Ischemic Heart Disease
Procedure: Off-Pump Coronary Artery Bypass Grafting
|Study Design:||Allocation: Randomized
Endpoint Classification: Safety/Efficacy Study
Intervention Model: Single Group Assignment
Masking: Open Label
Primary Purpose: Treatment
|Official Title:||The Impact of Avoiding Cardiopulmonary By-Pass During Coronary Artery Bypass Surgery for Ischemic Heart Disease in Elderly Patients: The Danish On-Pump, Off-Pump Randomization Study (DOORS)|
- A combined endpoint of death + stroke + myocardial infarction within 30 days from operation
- A combined endpoint of death + stroke + myocardial infarction during follow-up
- Patency of bypass grafts assessed by coronary angiography 6 months after the operation
- Total mortality and cardiac mortality during follow-up
- Need of new intervention for cardiac angina during follow-up
- Quality of life assessed by MOS SF-36 and EuroQol questionnaires 6 months and 3 years after the operation
- Total hospital costs and costs of public care provided 6 months and 3 years after the operation and difference in costs per quality adjusted life year
|Study Start Date:||January 2005|
|Estimated Study Completion Date:||January 2011|
Conventional coronary artery bypass grafting (CCABG) using cardiopulmonary bypass has for decades been applied to obtain myocardial re-vascularisation and, hence, improved quality of life and survival. It does, however, bear a risk of death, stroke, myocardial infarction and other serious complications.
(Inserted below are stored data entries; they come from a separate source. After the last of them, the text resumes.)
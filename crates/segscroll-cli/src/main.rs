use std::fs::OpenOptions;
use std::sync::{Arc, Mutex};

use anyhow::{Context, Result};
use clap::{Parser, Subcommand};
use tracing_subscriber::{fmt, layer::SubscriberExt, util::SubscriberInitExt, EnvFilter};

use segscroll_core::AppConfig;

mod commands;

#[derive(Parser)]
#[command(name = "segscroll")]
#[command(author, version, about = "Segmented scroll view with a collapsible header")]
struct Cli {
    #[command(subcommand)]
    command: Option<Commands>,
}

#[derive(Subcommand)]
enum Commands {
    /// Start the TUI
    Run {
        /// Number of demo segments
        #[arg(short = 'n', long, default_value_t = 4)]
        segments: usize,
    },
    /// Replay scripted child offsets and print where both surfaces end up
    Simulate {
        /// Collapse range of the header
        #[arg(short, long)]
        range: f64,
        /// Child offsets to assign in order, e.g. "-20,-30,10"
        #[arg(short, long, allow_hyphen_values = true)]
        steps: String,
        /// Initial parent offset
        #[arg(short, long, default_value_t = 0.0, allow_hyphen_values = true)]
        parent: f64,
        /// Print JSON instead of a table
        #[arg(long)]
        json: bool,
    },
    /// Inspect or create the configuration file
    Config {
        #[command(subcommand)]
        action: ConfigAction,
    },
}

#[derive(Subcommand)]
enum ConfigAction {
    /// Print the configuration file path
    Path,
    /// Print the effective configuration
    Show,
    /// Write the default configuration
    Init {
        /// Overwrite an existing file
        #[arg(long)]
        force: bool,
    },
}

fn main() -> Result<()> {
    let cli = Cli::parse();

    match cli.command {
        Some(Commands::Run { segments }) => start_tui(segments),
        None => start_tui(4),
        Some(Commands::Simulate {
            range,
            steps,
            parent,
            json,
        }) => {
            // Headless replays don't depend on the config file
            init_logging(&AppConfig::default(), false)?;
            commands::simulate::run(range, &steps, parent, json)
        }
        Some(Commands::Config { action }) => match action {
            ConfigAction::Show => commands::config::show(&load_config()?),
            // These must work even when the existing file does not parse
            ConfigAction::Path => commands::config::path(),
            ConfigAction::Init { force } => commands::config::init(force),
        },
    }
}

fn load_config() -> Result<AppConfig> {
    AppConfig::load().context("failed to load configuration")
}

fn start_tui(segments: usize) -> Result<()> {
    let config = Arc::new(load_config()?);
    // The TUI owns the terminal, so its logs go to a file
    init_logging(&config, true)?;
    commands::run::run(config, segments)
}

/// `RUST_LOG` wins over `general.log_level`
fn init_logging(config: &AppConfig, to_file: bool) -> Result<()> {
    let filter = EnvFilter::try_from_default_env()
        .or_else(|_| EnvFilter::try_new(&config.general.log_level))
        .unwrap_or_else(|_| EnvFilter::new("info"));

    if to_file {
        let path = config.log_path();
        if let Some(dir) = path.parent() {
            std::fs::create_dir_all(dir)
                .with_context(|| format!("failed to create {}", dir.display()))?;
        }
        let file = OpenOptions::new()
            .create(true)
            .append(true)
            .open(&path)
            .with_context(|| format!("failed to open log file {}", path.display()))?;

        tracing_subscriber::registry()
            .with(filter)
            .with(
                fmt::layer()
                    .with_target(false)
                    .with_ansi(false)
                    .with_writer(Mutex::new(file)),
            )
            .init();
    } else {
        tracing_subscriber::registry()
            .with(filter)
            .with(fmt::layer().with_target(false).with_writer(std::io::stderr))
            .init();
    }

    Ok(())
}

#[cfg(test)]
mod tests {
    use super::*;

    #[test]
    fn test_simulate_needs_no_config_file() {
        let cli = Cli::try_parse_from([
            "segscroll",
            "simulate",
            "--range",
            "64",
            "--steps",
            "-20,-30",
            "--parent",
            "4",
        ])
        .unwrap();

        let Some(Commands::Simulate {
            range,
            steps,
            parent,
            json,
        }) = cli.command
        else {
            panic!("expected simulate");
        };
        assert_eq!((range, steps.as_str(), parent, json), (64.0, "-20,-30", 4.0, false));
        assert!(commands::simulate::run(range, &steps, parent, json).is_ok());
    }

    #[test]
    fn test_run_is_the_default() {
        let cli = Cli::try_parse_from(["segscroll"]).unwrap();
        assert!(cli.command.is_none());
    }
}
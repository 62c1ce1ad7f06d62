//! Position-change subscriptions with per-surface suppression.
//!
//! The engine writes offsets from inside its own change handler. Each of those
//! writes would re-enter the handler, so the surfaces involved are muted for
//! exactly the duration of the write through a [`Suppression`] guard. Muting
//! is per surface: silencing the parent never drops events from a child.

use std::collections::HashMap;
use std::rc::{Rc, Weak};

use tracing::debug;

use crate::surface::{OffsetChange, ScrollSurface, SurfaceHandle, SurfaceId};

/// Tracks which surfaces the engine is subscribed to
#[derive(Debug, Default)]
pub struct PositionObserver {
    subscriptions: HashMap<SurfaceId, Weak<ScrollSurface>>,
}

impl PositionObserver {
    pub fn new() -> Self {
        Self::default()
    }

    /// Subscribe `on_change` to every offset assignment on `surface`.
    ///
    /// Duplicate subscriptions are ignored and return `false`.
    pub fn subscribe<F>(&mut self, surface: &SurfaceHandle, on_change: F) -> bool
    where
        F: Fn(&OffsetChange) + 'static,
    {
        if self.subscriptions.contains_key(&surface.id()) {
            debug!(surface = %surface.name(), "Already observing surface, ignoring subscribe");
            return false;
        }

        if !surface.subscribe(Rc::new(on_change)) {
            debug!(surface = %surface.name(), "Surface already has an observer, ignoring subscribe");
            return false;
        }

        surface.set_observation_enabled(true);
        self.subscriptions
            .insert(surface.id(), Rc::downgrade(surface));
        true
    }

    /// Drop the subscription on `surface`. No-op if there is none.
    pub fn unsubscribe(&mut self, surface: &ScrollSurface) {
        if self.subscriptions.remove(&surface.id()).is_some() {
            surface.unsubscribe();
        }
    }

    /// Drop every subscription, including ones on surfaces nobody else holds
    pub fn unsubscribe_all(&mut self) {
        for (_, surface) in self.subscriptions.drain() {
            if let Some(surface) = surface.upgrade() {
                surface.unsubscribe();
            }
        }
    }

    /// Idempotent. Takes effect for the very next assignment.
    pub fn set_observation_enabled(&self, surface: &ScrollSurface, enabled: bool) {
        surface.set_observation_enabled(enabled);
    }

    pub fn is_observing(&self, id: SurfaceId) -> bool {
        self.subscriptions.contains_key(&id)
    }

    pub fn len(&self) -> usize {
        self.subscriptions.len()
    }

    pub fn is_empty(&self) -> bool {
        self.subscriptions.is_empty()
    }
}

/// Mutes observation on a set of surfaces until dropped.
///
/// Each surface gets its previous flag back on drop, in reverse order, so
/// naming the same surface twice is harmless.
#[must_use = "observation is restored as soon as the guard is dropped"]
pub struct Suppression<'a> {
    restore: Vec<(&'a ScrollSurface, bool)>,
}

impl<'a> Suppression<'a> {
    pub fn new(surfaces: &[&'a ScrollSurface]) -> Self {
        let restore = surfaces
            .iter()
            .map(|surface| {
                let previous = surface.observation_enabled();
                surface.set_observation_enabled(false);
                (*surface, previous)
            })
            .collect();
        Self { restore }
    }
}

impl Drop for Suppression<'_> {
    fn drop(&mut self) {
        for (surface, previous) in self.restore.iter().rev() {
            surface.set_observation_enabled(*previous);
        }
    }
}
During recent years, an equivalent operation performed on the beating heart without cardiopulmonary bypass (off-pump coronary artery bypass grafting, OPCAB) has gained popularity helped by the advent of mechanical stabilization devices and improved surgical techniques. Observational studies suggest that this technique is associated with a lower incidence of stroke, per operative arrhythmias and even mortality than conventional CCABG. This is especially the case in elderly patients and patients with significant co-morbidity.
Only few randomised, controlled trials have been conducted and most of these included mainly or only low-risk, relatively young patients. These studies have documented the safety and efficacy of OPCAB compared with CCABG, but none of the trials has had the statistical strength to determine whether the rate of serious complications is lower after OPCAB operations. One recent study found graft patency to be significantly lower after OPCAB than after CCABG operations.
The investigators find that there is a need of a larger scale randomised trial to compare the results of CCABG and OPCAB operations, especially in elderly patients. This patient group is poorly represented in earlier randomised trials, whereas observational studies and theoretical considerations imply that they may benefit the most from avoiding cardiopulmonary bypass.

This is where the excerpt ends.